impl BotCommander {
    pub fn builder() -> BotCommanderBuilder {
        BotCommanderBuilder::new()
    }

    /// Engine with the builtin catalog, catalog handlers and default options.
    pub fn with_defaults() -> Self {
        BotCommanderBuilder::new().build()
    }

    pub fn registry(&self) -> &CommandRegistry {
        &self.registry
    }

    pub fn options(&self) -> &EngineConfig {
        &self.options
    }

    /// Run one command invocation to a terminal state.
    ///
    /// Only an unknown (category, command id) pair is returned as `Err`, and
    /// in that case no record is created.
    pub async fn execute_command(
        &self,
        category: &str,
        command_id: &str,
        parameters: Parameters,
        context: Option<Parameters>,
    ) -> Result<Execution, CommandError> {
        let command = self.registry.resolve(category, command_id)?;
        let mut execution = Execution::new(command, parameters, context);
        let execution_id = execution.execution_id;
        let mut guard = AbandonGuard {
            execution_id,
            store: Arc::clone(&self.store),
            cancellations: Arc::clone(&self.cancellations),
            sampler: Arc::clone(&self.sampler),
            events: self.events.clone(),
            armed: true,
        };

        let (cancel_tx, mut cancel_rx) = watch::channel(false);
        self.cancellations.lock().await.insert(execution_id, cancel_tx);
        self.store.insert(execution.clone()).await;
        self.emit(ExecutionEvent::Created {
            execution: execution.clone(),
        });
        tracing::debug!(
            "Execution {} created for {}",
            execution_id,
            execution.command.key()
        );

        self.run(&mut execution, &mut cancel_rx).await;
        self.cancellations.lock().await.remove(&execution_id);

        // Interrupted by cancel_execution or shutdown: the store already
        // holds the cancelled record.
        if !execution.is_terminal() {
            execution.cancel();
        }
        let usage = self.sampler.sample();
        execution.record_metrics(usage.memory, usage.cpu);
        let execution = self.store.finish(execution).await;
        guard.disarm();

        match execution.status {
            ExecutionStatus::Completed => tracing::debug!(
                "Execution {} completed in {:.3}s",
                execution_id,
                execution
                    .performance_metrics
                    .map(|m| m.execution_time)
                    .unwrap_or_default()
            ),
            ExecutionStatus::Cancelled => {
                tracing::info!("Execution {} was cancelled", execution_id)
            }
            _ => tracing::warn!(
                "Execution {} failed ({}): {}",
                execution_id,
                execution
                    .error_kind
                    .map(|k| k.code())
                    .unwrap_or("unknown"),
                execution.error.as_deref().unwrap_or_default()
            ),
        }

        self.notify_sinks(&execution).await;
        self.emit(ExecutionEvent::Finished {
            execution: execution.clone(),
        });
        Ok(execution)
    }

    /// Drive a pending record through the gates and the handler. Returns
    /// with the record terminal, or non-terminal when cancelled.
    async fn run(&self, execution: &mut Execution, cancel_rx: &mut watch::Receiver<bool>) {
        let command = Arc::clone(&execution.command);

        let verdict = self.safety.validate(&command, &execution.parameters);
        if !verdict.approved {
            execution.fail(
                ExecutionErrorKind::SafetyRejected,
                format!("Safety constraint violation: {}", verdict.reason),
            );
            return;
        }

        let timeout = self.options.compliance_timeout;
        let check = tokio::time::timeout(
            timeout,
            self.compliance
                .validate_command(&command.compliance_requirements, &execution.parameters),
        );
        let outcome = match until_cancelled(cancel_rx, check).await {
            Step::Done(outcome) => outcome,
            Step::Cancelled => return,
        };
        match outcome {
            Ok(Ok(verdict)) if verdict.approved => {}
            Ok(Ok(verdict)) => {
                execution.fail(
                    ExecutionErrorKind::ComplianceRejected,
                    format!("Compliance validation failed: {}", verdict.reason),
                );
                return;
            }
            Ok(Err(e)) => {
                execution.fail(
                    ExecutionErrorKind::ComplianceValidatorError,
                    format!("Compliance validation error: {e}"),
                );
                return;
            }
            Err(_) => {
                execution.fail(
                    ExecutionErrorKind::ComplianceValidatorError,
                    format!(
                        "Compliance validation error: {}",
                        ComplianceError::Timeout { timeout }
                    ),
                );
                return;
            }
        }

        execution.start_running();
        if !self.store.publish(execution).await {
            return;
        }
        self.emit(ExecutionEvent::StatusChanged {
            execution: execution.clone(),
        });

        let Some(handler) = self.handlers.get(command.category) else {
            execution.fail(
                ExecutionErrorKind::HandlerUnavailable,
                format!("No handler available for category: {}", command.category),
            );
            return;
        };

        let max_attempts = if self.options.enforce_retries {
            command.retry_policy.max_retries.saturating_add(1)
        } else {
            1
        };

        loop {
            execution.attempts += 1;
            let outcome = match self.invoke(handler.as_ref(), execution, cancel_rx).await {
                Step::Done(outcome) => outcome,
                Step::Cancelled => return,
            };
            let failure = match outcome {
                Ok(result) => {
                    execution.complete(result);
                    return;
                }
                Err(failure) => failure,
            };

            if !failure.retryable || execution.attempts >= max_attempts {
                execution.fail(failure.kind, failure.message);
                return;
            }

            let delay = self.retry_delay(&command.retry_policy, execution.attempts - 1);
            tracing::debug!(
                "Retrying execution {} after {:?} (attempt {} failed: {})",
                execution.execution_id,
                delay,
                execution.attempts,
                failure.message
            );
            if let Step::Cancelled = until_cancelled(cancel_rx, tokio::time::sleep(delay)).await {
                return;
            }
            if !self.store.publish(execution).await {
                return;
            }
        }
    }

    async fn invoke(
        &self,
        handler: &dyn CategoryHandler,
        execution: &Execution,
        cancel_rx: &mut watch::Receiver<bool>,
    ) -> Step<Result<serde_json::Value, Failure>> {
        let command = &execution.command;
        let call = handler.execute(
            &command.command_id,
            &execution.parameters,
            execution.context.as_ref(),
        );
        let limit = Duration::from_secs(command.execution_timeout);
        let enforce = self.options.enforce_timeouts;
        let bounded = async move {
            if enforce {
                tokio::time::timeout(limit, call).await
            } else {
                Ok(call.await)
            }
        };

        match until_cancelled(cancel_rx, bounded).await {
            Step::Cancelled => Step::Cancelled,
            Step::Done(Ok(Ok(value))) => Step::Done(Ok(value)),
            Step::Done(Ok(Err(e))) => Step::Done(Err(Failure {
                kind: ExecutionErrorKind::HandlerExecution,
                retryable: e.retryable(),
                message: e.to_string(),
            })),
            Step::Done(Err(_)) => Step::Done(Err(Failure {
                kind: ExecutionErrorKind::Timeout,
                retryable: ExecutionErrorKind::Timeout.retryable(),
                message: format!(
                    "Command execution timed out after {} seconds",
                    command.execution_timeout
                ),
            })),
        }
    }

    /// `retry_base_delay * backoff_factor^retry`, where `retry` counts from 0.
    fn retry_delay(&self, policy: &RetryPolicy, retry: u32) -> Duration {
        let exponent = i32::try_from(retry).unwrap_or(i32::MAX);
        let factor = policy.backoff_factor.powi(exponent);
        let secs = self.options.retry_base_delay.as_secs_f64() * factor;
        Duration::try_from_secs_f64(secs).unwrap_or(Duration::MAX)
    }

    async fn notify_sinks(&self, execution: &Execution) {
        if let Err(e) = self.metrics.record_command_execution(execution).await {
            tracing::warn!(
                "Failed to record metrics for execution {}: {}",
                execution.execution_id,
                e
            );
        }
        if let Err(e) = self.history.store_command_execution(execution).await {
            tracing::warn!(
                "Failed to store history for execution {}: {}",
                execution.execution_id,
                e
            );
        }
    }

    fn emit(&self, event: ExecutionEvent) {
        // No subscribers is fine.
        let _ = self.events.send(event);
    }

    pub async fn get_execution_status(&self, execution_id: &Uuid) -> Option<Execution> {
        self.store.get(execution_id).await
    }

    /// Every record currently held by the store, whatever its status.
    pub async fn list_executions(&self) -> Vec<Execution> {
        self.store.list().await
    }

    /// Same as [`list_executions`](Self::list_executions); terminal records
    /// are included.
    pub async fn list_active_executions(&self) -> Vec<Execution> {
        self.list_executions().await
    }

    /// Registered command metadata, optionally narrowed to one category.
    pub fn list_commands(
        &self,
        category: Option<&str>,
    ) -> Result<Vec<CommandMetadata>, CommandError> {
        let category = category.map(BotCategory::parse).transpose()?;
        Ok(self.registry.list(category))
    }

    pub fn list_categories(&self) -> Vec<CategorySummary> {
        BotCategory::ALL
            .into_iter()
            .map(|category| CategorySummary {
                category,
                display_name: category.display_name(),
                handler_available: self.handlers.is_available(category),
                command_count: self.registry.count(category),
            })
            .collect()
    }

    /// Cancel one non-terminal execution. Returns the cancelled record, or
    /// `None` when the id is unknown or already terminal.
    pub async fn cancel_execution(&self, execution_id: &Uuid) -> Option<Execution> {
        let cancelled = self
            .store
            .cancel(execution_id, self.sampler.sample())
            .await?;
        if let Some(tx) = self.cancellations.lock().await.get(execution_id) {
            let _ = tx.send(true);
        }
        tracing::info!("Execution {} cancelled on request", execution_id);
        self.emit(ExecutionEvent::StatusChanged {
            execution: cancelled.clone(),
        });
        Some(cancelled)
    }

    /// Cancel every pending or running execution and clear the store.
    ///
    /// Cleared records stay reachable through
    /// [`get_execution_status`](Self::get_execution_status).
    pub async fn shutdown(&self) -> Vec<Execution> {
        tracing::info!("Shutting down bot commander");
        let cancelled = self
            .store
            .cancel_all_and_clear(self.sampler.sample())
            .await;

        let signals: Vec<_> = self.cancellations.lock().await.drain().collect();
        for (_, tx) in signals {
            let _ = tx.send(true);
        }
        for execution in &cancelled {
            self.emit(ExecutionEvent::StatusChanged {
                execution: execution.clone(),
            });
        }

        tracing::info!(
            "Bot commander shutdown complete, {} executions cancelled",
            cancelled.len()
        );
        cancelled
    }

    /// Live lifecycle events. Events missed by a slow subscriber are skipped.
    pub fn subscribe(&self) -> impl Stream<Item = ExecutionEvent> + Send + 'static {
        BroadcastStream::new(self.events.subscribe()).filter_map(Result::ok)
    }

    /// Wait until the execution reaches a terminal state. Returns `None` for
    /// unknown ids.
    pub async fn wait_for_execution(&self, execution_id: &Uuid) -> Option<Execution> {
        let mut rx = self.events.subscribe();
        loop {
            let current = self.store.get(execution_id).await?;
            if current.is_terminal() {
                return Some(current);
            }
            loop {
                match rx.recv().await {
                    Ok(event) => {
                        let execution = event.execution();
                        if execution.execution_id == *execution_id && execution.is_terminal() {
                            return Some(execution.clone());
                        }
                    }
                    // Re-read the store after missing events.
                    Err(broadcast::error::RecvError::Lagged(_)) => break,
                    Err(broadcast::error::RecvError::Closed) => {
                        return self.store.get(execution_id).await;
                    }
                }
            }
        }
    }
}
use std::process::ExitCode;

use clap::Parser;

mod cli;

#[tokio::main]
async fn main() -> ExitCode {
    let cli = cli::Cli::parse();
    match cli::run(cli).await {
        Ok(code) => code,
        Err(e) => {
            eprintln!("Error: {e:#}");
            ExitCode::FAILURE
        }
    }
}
————————
- _WHAT IS BEING ASKED_
Looking at the data above, return every line from the one with "pub fn options(&self)" down to the one with "let mut execution", exactly and inclusively.

- _SOLUTION TO THE PROBLEM_
    pub fn options(&self) -> &EngineConfig {
        &self.options
    }

    /// Run one command invocation to a terminal state.
    ///
    /// Only an unknown (category, command id) pair is returned as `Err`, and
    /// in that case no record is created.
    pub async fn execute_command(
        &self,
        category: &str,
        command_id: &str,
        parameters: Parameters,
        context: Option<Parameters>,
    ) -> Result<Execution, CommandError> {
        let command = self.registry.resolve(category, command_id)?;
        let mut execution = Execution::new(command, parameters, context);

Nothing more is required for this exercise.